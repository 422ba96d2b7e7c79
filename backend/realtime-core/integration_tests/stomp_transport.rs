//! End-to-end tests of `StompTransport` against a loopback broker.

use crate::helpers::{
    TEST_ACCESS_TOKEN, accept_client, bind_broker, error_frame, handshake,
    handshake_with_heartbeat, message_frame, read_frame, read_text, reject_connect, wait_for,
};

use realtime_core::transport::stomp::StompCommand;
use realtime_core::transport::{StompSettings, StompTransport};
use realtime_core::{MessageHandler, RealtimeTransport};

use common::RedactedToken;
use models::RealtimeMessage;

use std::sync::Arc;
use std::time::Duration;

use tokio::runtime::Handle;
use tokio::sync::mpsc;
use tokio::time::timeout;
use url::Url;

const TOPICS: [&str; 2] = ["/topic/subshipment-status", "/topic/status-updates"];

fn settings(port: u16, max_reconnect_attempts: u32) -> StompSettings {
    StompSettings {
        endpoint: Url::parse(&format!("ws://127.0.0.1:{port}/ws")).unwrap(),
        topics: TOPICS.iter().map(|topic| topic.to_string()).collect(),
        reconnect_delay: Duration::from_millis(50),
        max_reconnect_attempts,
        heartbeat_outgoing: Duration::ZERO,
        heartbeat_incoming: Duration::ZERO,
        connect_timeout: Duration::from_secs(5),
    }
}

fn forwarding_handler() -> (MessageHandler, mpsc::UnboundedReceiver<RealtimeMessage>) {
    let (tx, rx) = mpsc::unbounded_channel();
    let handler: MessageHandler = Arc::new(move |message: &RealtimeMessage| {
        let _ = tx.send(message.clone());
    });
    (handler, rx)
}

const SUB_STATUS_BODY: &str = r#"{"type":"SUB_STATUS_UPDATE","subShipmentId":"sub-7","shipmentOrderId":"so-1","status":"IN_TRANSIT","message":"Picked up"}"#;

/// **VALUE**: Full session: bearer on upgrade and CONNECT, one SUBSCRIBE per
/// topic, MESSAGE delivered to listeners, DISCONNECT on shutdown.
///
/// **WHY THIS MATTERS**: This is the whole contract the gate relies on. A
/// missing bearer or subscription means the console silently receives nothing.
#[tokio::test]
async fn given_broker_when_connected_then_subscribes_and_delivers_messages() {
    // GIVEN: A loopback broker and a transport with a listener
    let (listener, port) = bind_broker().await;
    let transport = StompTransport::new(settings(port, 0), Handle::current());
    let (handler, mut received) = forwarding_handler();
    let _registration = transport.add_listener(handler);

    // WHEN: Connecting
    transport.connect(&RedactedToken::new(TEST_ACCESS_TOKEN));
    let (mut socket, authorization) = accept_client(&listener).await;
    let (connect, subscriptions) = handshake(&mut socket, TOPICS.len()).await;

    // THEN: Bearer on both layers, one subscription per topic
    let bearer = format!("Bearer {TEST_ACCESS_TOKEN}");
    assert_eq!(authorization.as_deref(), Some(bearer.as_str()));
    assert_eq!(connect.header("Authorization"), Some(bearer.as_str()));
    assert_eq!(connect.header("accept-version"), Some("1.2"));
    let destinations: Vec<&str> = subscriptions
        .iter()
        .filter_map(|frame| frame.header("destination"))
        .collect();
    assert_eq!(destinations, TOPICS.to_vec());
    assert_eq!(subscriptions[0].header("id"), Some("sub-0"));
    assert_eq!(subscriptions[1].header("id"), Some("sub-1"));

    // WHEN: The broker pushes a status update
    crate::helpers::send_frame(&mut socket, message_frame(TOPICS[0], SUB_STATUS_BODY)).await;

    // THEN: The listener gets the decoded message and the transport reports connected
    let message = timeout(Duration::from_secs(2), received.recv())
        .await
        .expect("Message not delivered")
        .expect("Listener channel closed");
    assert_eq!(message.status(), "IN_TRANSIT");
    assert_eq!(message.shipment_order_id(), Some("so-1"));
    assert!(transport.is_connected());

    // WHEN: Disconnecting
    transport.disconnect();

    // THEN: Flag drops immediately and the broker sees DISCONNECT
    assert!(!transport.is_connected());
    let goodbye = timeout(Duration::from_secs(2), read_frame(&mut socket))
        .await
        .expect("Broker did not hear from client");
    assert_eq!(goodbye.map(|frame| frame.command), Some(StompCommand::Disconnect));
}

/// **VALUE**: Redundant `connect` calls open a single socket.
#[tokio::test]
async fn given_connecting_transport_when_connect_called_again_then_single_session() {
    // GIVEN: A transport already connecting
    let (listener, port) = bind_broker().await;
    let transport = StompTransport::new(settings(port, 0), Handle::current());
    let token = RedactedToken::new(TEST_ACCESS_TOKEN);
    transport.connect(&token);

    // WHEN: Connect is called again before the handshake finishes
    transport.connect(&token);
    let (mut socket, _) = accept_client(&listener).await;
    handshake(&mut socket, TOPICS.len()).await;
    wait_for("transport connected", || transport.is_connected()).await;

    // THEN: No second client shows up
    let second = timeout(Duration::from_millis(200), listener.accept()).await;
    assert!(second.is_err(), "A second socket was opened");

    transport.disconnect();
}

/// **VALUE**: A dropped socket is re-established with the same token.
///
/// **BUG THIS CATCHES**: Treating a server-side close as final would leave the
/// console deaf after any broker restart.
#[tokio::test]
async fn given_connected_when_broker_drops_socket_then_reconnects_and_resubscribes() {
    // GIVEN: A connected session
    let (listener, port) = bind_broker().await;
    let transport = StompTransport::new(settings(port, 3), Handle::current());
    let (handler, mut received) = forwarding_handler();
    let _registration = transport.add_listener(handler);
    transport.connect(&RedactedToken::new(TEST_ACCESS_TOKEN));

    let (mut first, _) = accept_client(&listener).await;
    handshake(&mut first, TOPICS.len()).await;
    wait_for("first session", || transport.is_connected()).await;

    // WHEN: The broker closes the socket
    first.close(None).await.expect("Close failed");
    drop(first);

    // THEN: The transport comes back, resubscribes, and still delivers
    let (mut second, authorization) = timeout(Duration::from_secs(2), accept_client(&listener))
        .await
        .expect("No reconnect");
    assert_eq!(
        authorization,
        Some(format!("Bearer {TEST_ACCESS_TOKEN}"))
    );
    let (_, subscriptions) = handshake(&mut second, TOPICS.len()).await;
    assert_eq!(subscriptions.len(), TOPICS.len());

    crate::helpers::send_frame(
        &mut second,
        message_frame(
            TOPICS[1],
            r#"{"type":"STATUS_UPDATE","entityId":"so-1","entityType":"SHIPMENT","status":"DELIVERED"}"#,
        ),
    )
    .await;
    let message = timeout(Duration::from_secs(2), received.recv())
        .await
        .expect("Message not delivered after reconnect")
        .expect("Listener channel closed");
    assert_eq!(message.status(), "DELIVERED");

    transport.disconnect();
}

/// **VALUE**: Undecodable bodies are dropped without ending the session.
#[tokio::test]
async fn given_connected_when_body_is_not_a_known_message_then_session_survives() {
    // GIVEN: A connected session
    let (listener, port) = bind_broker().await;
    let transport = StompTransport::new(settings(port, 0), Handle::current());
    let (handler, mut received) = forwarding_handler();
    let _registration = transport.add_listener(handler);
    transport.connect(&RedactedToken::new(TEST_ACCESS_TOKEN));
    let (mut socket, _) = accept_client(&listener).await;
    handshake(&mut socket, TOPICS.len()).await;

    // WHEN: A junk body then a valid one
    crate::helpers::send_frame(&mut socket, message_frame(TOPICS[0], "not json")).await;
    crate::helpers::send_frame(&mut socket, message_frame(TOPICS[0], SUB_STATUS_BODY)).await;

    // THEN: Only the valid one arrives, still connected
    let message = timeout(Duration::from_secs(2), received.recv())
        .await
        .expect("Valid message not delivered")
        .expect("Listener channel closed");
    assert_eq!(message.status(), "IN_TRANSIT");
    assert!(transport.is_connected());

    transport.disconnect();
}

/// **VALUE**: A STOMP `ERROR` mid-session ends that session and the reconnect
/// schedule brings it back.
///
/// **BUG THIS CATCHES**: Ignoring `ERROR` leaves a session the broker has
/// already given up on looking connected forever.
#[tokio::test]
async fn given_connected_when_broker_sends_error_then_session_dropped_and_reconnected() {
    // GIVEN: A connected session
    let (listener, port) = bind_broker().await;
    let transport = StompTransport::new(settings(port, 3), Handle::current());
    transport.connect(&RedactedToken::new(TEST_ACCESS_TOKEN));
    let (mut first, _) = accept_client(&listener).await;
    handshake(&mut first, TOPICS.len()).await;
    wait_for("first session", || transport.is_connected()).await;

    // WHEN: The broker reports an error
    crate::helpers::send_frame(&mut first, error_frame("Subscription revoked")).await;

    // THEN: A new socket arrives and completes the handshake
    let (mut second, _) = timeout(Duration::from_secs(2), accept_client(&listener))
        .await
        .expect("No reconnect after ERROR");
    let (_, subscriptions) = handshake(&mut second, TOPICS.len()).await;
    assert_eq!(subscriptions.len(), TOPICS.len());
    wait_for("second session", || transport.is_connected()).await;

    transport.disconnect();
}

/// **VALUE**: A rejected CONNECT is retried under the reconnect schedule.
#[tokio::test]
async fn given_connect_rejected_when_broker_accepts_retry_then_connected() {
    // GIVEN: A broker that rejects the first CONNECT
    let (listener, port) = bind_broker().await;
    let transport = StompTransport::new(settings(port, 2), Handle::current());
    transport.connect(&RedactedToken::new(TEST_ACCESS_TOKEN));
    let (mut first, _) = accept_client(&listener).await;

    // WHEN: Rejecting, then accepting the retry
    reject_connect(&mut first, "Broker not ready").await;
    assert!(!transport.is_connected());
    let (mut second, authorization) = timeout(Duration::from_secs(2), accept_client(&listener))
        .await
        .expect("Rejected CONNECT was not retried");
    handshake(&mut second, TOPICS.len()).await;

    // THEN: Same bearer, session up
    assert_eq!(authorization, Some(format!("Bearer {TEST_ACCESS_TOKEN}")));
    wait_for("session after retry", || transport.is_connected()).await;

    transport.disconnect();
}

/// **VALUE**: Running out of reconnect attempts stops the session task, and a
/// later `connect` starts over.
///
/// **BUG THIS CATCHES**: An unbounded retry loop against a dead broker, or a
/// finished task that blocks every future `connect`.
#[tokio::test]
async fn given_one_retry_allowed_when_broker_keeps_refusing_then_gives_up_after_two_tries() {
    // GIVEN: A transport allowed a single retry, and a broker that drops every socket
    let (listener, port) = bind_broker().await;
    let transport = StompTransport::new(settings(port, 1), Handle::current());
    transport.connect(&RedactedToken::new(TEST_ACCESS_TOKEN));

    // WHEN: The initial attempt and the retry are both dropped before the upgrade
    for attempt in 1..=2 {
        let (stream, _) = timeout(Duration::from_secs(2), listener.accept())
            .await
            .unwrap_or_else(|_| panic!("Attempt {attempt} never arrived"))
            .expect("Accept failed");
        drop(stream);
    }

    // THEN: No third attempt
    let third = timeout(Duration::from_millis(500), listener.accept()).await;
    assert!(third.is_err(), "Transport kept retrying past its limit");
    assert!(!transport.is_connected());

    // WHEN: Connecting again
    transport.connect(&RedactedToken::new(TEST_ACCESS_TOKEN));

    // THEN: A fresh session starts
    let (mut socket, _) = timeout(Duration::from_secs(2), accept_client(&listener))
        .await
        .expect("New connect after giving up did not start a session");
    handshake(&mut socket, TOPICS.len()).await;
    wait_for("fresh session", || transport.is_connected()).await;

    transport.disconnect();
}

/// **VALUE**: With heart-beats negotiated the client sends EOLs, and a broker
/// that goes silent is dropped and reconnected.
///
/// **WHY THIS MATTERS**: A half-open TCP connection never reports an error.
/// Without the watchdog the console would sit "connected" and receive nothing.
#[tokio::test]
async fn given_heartbeats_negotiated_when_broker_goes_silent_then_client_reconnects() {
    // GIVEN: A transport asking for 100 ms heart-beats both ways
    let (listener, port) = bind_broker().await;
    let mut beating = settings(port, 2);
    beating.heartbeat_outgoing = Duration::from_millis(100);
    beating.heartbeat_incoming = Duration::from_millis(100);
    let transport = StompTransport::new(beating, Handle::current());
    transport.connect(&RedactedToken::new(TEST_ACCESS_TOKEN));

    let (mut first, _) = accept_client(&listener).await;
    let (connect, _) = handshake_with_heartbeat(&mut first, TOPICS.len(), "100,100").await;
    assert_eq!(connect.header("heart-beat"), Some("100,100"));
    wait_for("first session", || transport.is_connected()).await;

    // THEN: The client heart-beats on its own schedule
    let beat = timeout(Duration::from_secs(1), read_text(&mut first))
        .await
        .expect("No heart-beat from client");
    assert_eq!(beat.as_deref(), Some("\n"));

    // WHEN: The broker stays silent but keeps the socket open
    let (mut second, _) = timeout(Duration::from_secs(2), accept_client(&listener))
        .await
        .expect("Silent broker was not detected");

    // THEN: The client came back on a new socket
    handshake(&mut second, TOPICS.len()).await;
    wait_for("session after silence", || transport.is_connected()).await;
    drop(first);

    transport.disconnect();
}

/// **VALUE**: `wss` endpoints go through a TLS handshake and failures there
/// follow the reconnect schedule.
///
/// **BUG THIS CATCHES**: Building without TLS support turns every `https`
/// backend into a permanent endpoint error after a single attempt.
#[tokio::test]
async fn given_wss_endpoint_when_tls_handshake_fails_then_retried() {
    // GIVEN: A plain TCP listener behind a wss endpoint
    let (listener, port) = bind_broker().await;
    let mut secure = settings(port, 2);
    secure.endpoint = Url::parse(&format!("wss://127.0.0.1:{port}/ws")).unwrap();
    let transport = StompTransport::new(secure, Handle::current());

    // WHEN: Connecting and dropping each TLS attempt
    transport.connect(&RedactedToken::new(TEST_ACCESS_TOKEN));
    for attempt in 1..=2 {
        let (stream, _) = timeout(Duration::from_secs(2), listener.accept())
            .await
            .unwrap_or_else(|_| panic!("TLS attempt {attempt} never arrived"))
            .expect("Accept failed");
        drop(stream);
    }

    // THEN: Attempted more than once, never connected
    assert!(!transport.is_connected());

    transport.disconnect();
}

○ ○ ○ ○ ○

What you should do -
Find the lines above holding the word "subscriptions" and show them.

Task response -
    let (connect, subscriptions) = handshake(&mut socket, TOPICS.len()).await;
    let destinations: Vec<&str> = subscriptions
    assert_eq!(subscriptions[0].header("id"), Some("sub-0"));
    assert_eq!(subscriptions[1].header("id"), Some("sub-1"));
    let (_, subscriptions) = handshake(&mut second, TOPICS.len()).await;
    assert_eq!(subscriptions.len(), TOPICS.len());
    let (_, subscriptions) = handshake(&mut second, TOPICS.len()).await;
    assert_eq!(subscriptions.len(), TOPICS.len());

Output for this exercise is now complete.